Another key feature of this uniform is the backpack, known as a randoseru (ランドセ ル). This style of backpack was initially adopted by the Japanese military during the Edo period and later during the Meiji period it gradually came to be associated with elementary school students. Masao-san’s neighbor is also wearing a Western-style dress, without the trousers associated with traditional Chinese dress.

The textbook from 1921 almost exclusively features Taiwanese characters and settings.

There are many palm trees and tropical plants, and buildings feature Chinese-style architecture. The children wear Chinese-style clothes and shoes and also have Taiwanese names. By 1930 though, Taiwanese characters and settings become much less noticeable.

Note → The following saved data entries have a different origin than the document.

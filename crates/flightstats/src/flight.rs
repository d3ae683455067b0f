//! Core flight types for flightstats.
//!
//! This module defines the flight record stored by the storage layer and the
//! per-flight-number average derived from it.

use serde::{Deserialize, Serialize};

/// Milliseconds in one minute.
pub const MILLIS_PER_MINUTE: i64 = 60_000;

/// A single logged flight leg.
///
/// All instants are epoch milliseconds. `date` is the local midnight of the
/// flight's calendar day and is only used for display grouping.
#[derive(Debug, Clone, PartialEq, Eq, Serialize, Deserialize)]
pub struct FlightRecord {
    /// Unique identifier for this record (assigned by storage layer).
    #[serde(skip_serializing_if = "Option::is_none")]
    pub id: Option<i64>,

    /// Route/service identifier, shared by many records across dates.
    pub flight_number: String,

    /// Departure airport label.
    pub origin: String,

    /// Arrival airport label.
    pub destination: String,

    /// Scheduled departure, epoch milliseconds.
    pub scheduled_departure_time: i64,

    /// Scheduled arrival, epoch milliseconds.
    pub scheduled_arrival_time: i64,

    /// Actual departure, epoch milliseconds.
    pub actual_departure_time: i64,

    /// Actual arrival, epoch milliseconds.
    pub actual_arrival_time: i64,

    /// Local midnight of the flight's calendar day, epoch milliseconds.
    pub date: i64,
}

impl FlightRecord {
    /// Actual flight duration in milliseconds.
    #[must_use]
    pub fn actual_duration(&self) -> i64 {
        self.actual_arrival_time - self.actual_departure_time
    }

    /// Combined departure and arrival delay in whole minutes.
    ///
    /// The two delays are summed before the division, so delay carried from
    /// departure into arrival is counted twice. Negative when the flight ran
    /// early.
    #[must_use]
    pub fn delay_minutes(&self) -> i64 {
        ((self.actual_departure_time - self.scheduled_departure_time)
            + (self.actual_arrival_time - self.scheduled_arrival_time))
            / MILLIS_PER_MINUTE
    }

    /// Whether this record should be displayed as delayed.
    #[must_use]
    pub fn is_delayed(&self) -> bool {
        self.delay_minutes() > 0
    }
}

/// Average actual duration for one flight number.
#[derive(Debug, Clone, PartialEq, Eq, Serialize, Deserialize)]
pub struct FlightAverage {
    /// The flight number.
    pub flight_number: String,
    /// Mean actual duration in milliseconds, truncated.
    pub avg_duration: i64,
}

impl FlightAverage {
    /// The average in whole minutes.
    #[must_use]
    pub fn minutes(&self) -> i64 {
        self.avg_duration / MILLIS_PER_MINUTE
    }
}

#[cfg(test)]
mod tests {
    use super::*;

    const T: i64 = 1_700_000_000_000;

    fn record(dep_delay_ms: i64, arr_delay_ms: i64) -> FlightRecord {
        let scheduled_departure_time = T;
        let scheduled_arrival_time = T + 6 * 60 * MILLIS_PER_MINUTE;
        FlightRecord {
            id: None,
            flight_number: "NY101".to_string(),
            origin: "New York".to_string(),
            destination: "Los Angeles".to_string(),
            scheduled_departure_time,
            scheduled_arrival_time,
            actual_departure_time: scheduled_departure_time + dep_delay_ms,
            actual_arrival_time: scheduled_arrival_time + arr_delay_ms,
            date: T - 8 * 60 * MILLIS_PER_MINUTE,
        }
    }

    #[test]
    fn test_actual_duration() {
        let flight = record(15 * MILLIS_PER_MINUTE, 17 * MILLIS_PER_MINUTE);
        assert_eq!(flight.actual_duration(), 21_720_000);
    }

    #[test]
    fn test_delay_minutes_sums_both_legs() {
        let flight = record(900_000, 900_000);
        assert_eq!(flight.delay_minutes(), 30);
        assert!(flight.is_delayed());
    }

    #[test]
    fn test_delay_minutes_truncates_after_summing() {
        // 40s + 40s = 80s, which is one whole minute
        let flight = record(40_000, 40_000);
        assert_eq!(flight.delay_minutes(), 1);
    }

    #[test]
    fn test_delay_minutes_early_arrival() {
        let flight = record(0, -10 * MILLIS_PER_MINUTE);
        assert_eq!(flight.delay_minutes(), -10);
        assert!(!flight.is_delayed());
    }

    #[test]
    fn test_on_time_is_not_delayed() {
        let flight = record(0, 0);
        assert_eq!(flight.delay_minutes(), 0);
        assert!(!flight.is_delayed());
    }

    #[test]
    fn test_average_minutes() {
        let avg = FlightAverage {
            flight_number: "NY101".to_string(),
            avg_duration: 21_660_000,
        };
        assert_eq!(avg.minutes(), 361);
    }

    #[test]
    fn test_record_serialization() {
        let flight = record(0, 0);
        let json = serde_json::to_string(&flight).unwrap();
        assert!(!json.contains("\"id\""));
        assert!(json.contains("\"flight_number\":\"NY101\""));

        let deserialized: FlightRecord = serde_json::from_str(&json).unwrap();
        assert_eq!(flight, deserialized);
    }
}
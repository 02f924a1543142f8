//! Wire formatting for ranked results
//!
//! Everything presentational lives here: currency and unit rendering,
//! rounded scores, and the per-item explanation sentence. The core engine
//! only deals in raw numbers.

use rankx_core::{AttributeSchema, Candidate, Preferences, RankedResult, ValueFormat};
use serde::Serialize;
use serde_json::{Map, Value};

/// Raw importance above which an attribute is mentioned in an item explanation
pub const EXPLANATION_TRIGGER: f64 = 50.0;

/// Explanation used when no attribute is emphasized
pub const FALLBACK_PHRASE: &str = "well-balanced option matching your preferences";

/// One recommended item as sent to clients
#[derive(Debug, Clone, Serialize)]
pub struct RecommendationView {
    pub name: String,
    /// Formatted attribute values keyed by attribute name
    #[serde(flatten)]
    pub attributes: Map<String, Value>,
    #[serde(rename = "matchScore")]
    pub match_score: i64,
    pub explanation: String,
}

impl RecommendationView {
    pub fn from_ranked(schema: &AttributeSchema, result: &RankedResult<'_>) -> Self {
        Self {
            name: result.candidate.name.clone(),
            attributes: formatted_attributes(schema, result.candidate),
            match_score: result.score.round() as i64,
            explanation: result.explanation.clone().unwrap_or_default(),
        }
    }
}

/// Response body of `POST /recommend`
#[derive(Debug, Clone, Serialize)]
pub struct RecommendationResponse {
    pub recommendations: Vec<RecommendationView>,
    pub analysis: String,
}

/// A catalog item with raw attribute values
#[derive(Debug, Clone, Serialize)]
pub struct ItemView {
    pub name: String,
    #[serde(flatten)]
    pub attributes: Map<String, Value>,
}

impl ItemView {
    pub fn from_candidate(schema: &AttributeSchema, candidate: &Candidate) -> Self {
        let attributes = schema
            .attributes()
            .iter()
            .zip(&candidate.values)
            .map(|(spec, &v)| (spec.name.clone(), Value::from(v)))
            .collect();
        Self {
            name: candidate.name.clone(),
            attributes,
        }
    }
}

fn formatted_attributes(schema: &AttributeSchema, candidate: &Candidate) -> Map<String, Value> {
    schema
        .attributes()
        .iter()
        .zip(&candidate.values)
        .map(|(spec, &v)| (spec.name.clone(), Value::String(format_value(&spec.format, v))))
        .collect()
}

/// Render a raw value according to its display format
pub fn format_value(format: &ValueFormat, value: f64) -> String {
    match format {
        ValueFormat::Currency => {
            let rounded = value.round() as i64;
            if rounded < 0 {
                format!("-${}", group_thousands(-rounded))
            } else {
                format!("${}", group_thousands(rounded))
            }
        }
        ValueFormat::Grouped { unit } => with_unit(group_thousands(value.round() as i64), unit),
        ValueFormat::Plain { unit } => with_unit(plain_number(value), unit),
    }
}

fn with_unit(number: String, unit: &Option<String>) -> String {
    match unit {
        Some(unit) => format!("{} {}", number, unit),
        None => number,
    }
}

fn plain_number(value: f64) -> String {
    if value.fract() == 0.0 {
        format!("{}", value as i64)
    } else {
        format!("{}", value)
    }
}

/// `1234567` -> `1,234,567`
pub fn group_thousands(n: i64) -> String {
    let digits = n.unsigned_abs().to_string();
    let mut out = String::with_capacity(digits.len() + digits.len() / 3 + 1);
    if n < 0 {
        out.push('-');
    }
    for (i, ch) in digits.chars().enumerate() {
        if i > 0 && (digits.len() - i) % 3 == 0 {
            out.push(',');
        }
        out.push(ch);
    }
    out
}

/// Sentence explaining why an item suits the request
///
/// Cites the matching tier of every attribute whose raw importance exceeds
/// [`EXPLANATION_TRIGGER`].
pub fn describe_item(schema: &AttributeSchema, candidate: &Candidate, preferences: &Preferences) -> String {
    let mut parts: Vec<&str> = schema
        .attributes()
        .iter()
        .enumerate()
        .filter(|(i, _)| preferences.score(*i) > EXPLANATION_TRIGGER)
        .filter_map(|(i, spec)| {
            candidate
                .value(i)
                .and_then(|v| spec.tier_for(v))
                .map(|tier| tier.phrase.as_str())
        })
        .collect();

    if parts.is_empty() {
        parts.push(FALLBACK_PHRASE);
    }

    format!("This item offers {}.", parts.join(", "))
}
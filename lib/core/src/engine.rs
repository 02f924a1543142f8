//! Ranking engine
//!
//! Scores every catalog candidate against a preference weighting and
//! returns the best matches, closest to the ideal point first.

use crate::analysis;
use crate::catalog::{Candidate, Catalog};
use crate::distance::{distance_to_ideal, match_score, max_distance};
use crate::normalize::FeatureMatrix;
use crate::weights::{Preferences, WeightVector};
use crate::{Error, Result};
use ordered_float::OrderedFloat;
use tracing::debug;

/// Engine-level settings
#[derive(Debug, Clone)]
pub struct RankingConfig {
    /// Result count used by [`RankingEngine::recommend`]
    pub default_k: usize,
}

impl Default for RankingConfig {
    fn default() -> Self {
        Self { default_k: 5 }
    }
}

/// A candidate paired with its match score
#[derive(Debug, Clone, PartialEq)]
pub struct RankedResult<'a> {
    pub candidate: &'a Candidate,
    /// Position of the candidate in the catalog
    pub index: usize,
    /// Weighted distance to the ideal point
    pub distance: f64,
    /// Match score in `[0, 100]`
    pub score: f64,
    pub explanation: Option<String>,
}

impl RankedResult<'_> {
    pub fn name(&self) -> &str {
        &self.candidate.name
    }

    pub fn with_explanation(mut self, explanation: String) -> Self {
        self.explanation = Some(explanation);
        self
    }
}

/// An immutable catalog snapshot with its cached feature matrix
///
/// Cheap to share behind an `Arc`; rebuilding is the only way to change it.
#[derive(Debug, Clone)]
pub struct RankingEngine {
    catalog: Catalog,
    features: FeatureMatrix,
    config: RankingConfig,
}

impl RankingEngine {
    /// Normalize the catalog and cache its feature matrix
    pub fn new(catalog: Catalog) -> Result<Self> {
        Self::with_config(catalog, RankingConfig::default())
    }

    pub fn with_config(catalog: Catalog, config: RankingConfig) -> Result<Self> {
        if config.default_k == 0 {
            return Err(Error::InvalidRequest("default_k must be at least 1".to_string()));
        }
        let features = FeatureMatrix::build(&catalog)?;
        debug!(
            candidates = catalog.len(),
            attributes = catalog.dim(),
            "feature matrix built"
        );
        Ok(Self { catalog, features, config })
    }

    pub fn catalog(&self) -> &Catalog {
        &self.catalog
    }

    pub fn features(&self) -> &FeatureMatrix {
        &self.features
    }

    pub fn config(&self) -> &RankingConfig {
        &self.config
    }

    pub fn len(&self) -> usize {
        self.catalog.len()
    }

    pub fn is_empty(&self) -> bool {
        self.catalog.is_empty()
    }

    /// Derive the weight vector for a set of importance scores
    pub fn weights(&self, preferences: &Preferences) -> Result<WeightVector> {
        preferences.to_weights(self.catalog.dim())
    }

    /// Rank the catalog and return the top `k`
    ///
    /// Results are ordered by ascending distance; candidates at equal
    /// distance keep their catalog order. Asking for more than the catalog
    /// holds returns every candidate.
    pub fn rank(&self, preferences: &Preferences, k: usize) -> Result<Vec<RankedResult<'_>>> {
        if k == 0 {
            return Err(Error::InvalidRequest("k must be at least 1".to_string()));
        }
        if self.features.is_empty() {
            return Err(Error::EmptyCatalog);
        }

        let weights = self.weights(preferences)?;
        let w = weights.as_slice();
        let max_d = max_distance(w);

        let mut distances: Vec<(usize, f64)> = self
            .features
            .rows()
            .iter()
            .map(|row| distance_to_ideal(row, w))
            .enumerate()
            .collect();

        // Stable sort: ties keep catalog order
        distances.sort_by_key(|&(_, d)| OrderedFloat(d));

        let results: Vec<RankedResult<'_>> = distances
            .into_iter()
            .take(k)
            .map(|(index, distance)| RankedResult {
                candidate: &self.catalog.candidates()[index],
                index,
                distance,
                score: match_score(distance, max_d),
                explanation: None,
            })
            .collect();

        debug!(
            requested = k,
            returned = results.len(),
            best = results.first().map(|r| r.score),
            "ranked catalog"
        );

        Ok(results)
    }

    /// Rank with the configured default result count
    pub fn recommend(&self, preferences: &Preferences) -> Result<Vec<RankedResult<'_>>> {
        self.rank(preferences, self.config.default_k)
    }

    /// Summarize which attributes drive the given preferences
    pub fn explain(&self, preferences: &Preferences) -> Result<String> {
        let weights = self.weights(preferences)?;
        Ok(analysis::summarize(self.catalog.schema(), &weights))
    }
}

Only one lesson from Common School Ethics, Vol. 5 (1930) features a story with a Taiwanese setting and non-Japanese protagonist. The lesson features the story of Sōkin (曹謹), a Qing dynasty magistrate in charge of a county in southern Taiwan. The story tells of how Sōkin addresses a serious drought in the region by overseeing the construction of a canal. After the canal is completed, the area becomes prosperous and the local people display their gratitude by naming the canal after Sōkin. However, in the story no actual background is provided on Sōkin. The story simply begins without any introduction: “When Sōkin became the magistrate of Fengshan county, the region was plagued by drought-induced famine, and the people faced serious hardships.”18

18 Common School Ethics, Vol. 5 (1930), 8.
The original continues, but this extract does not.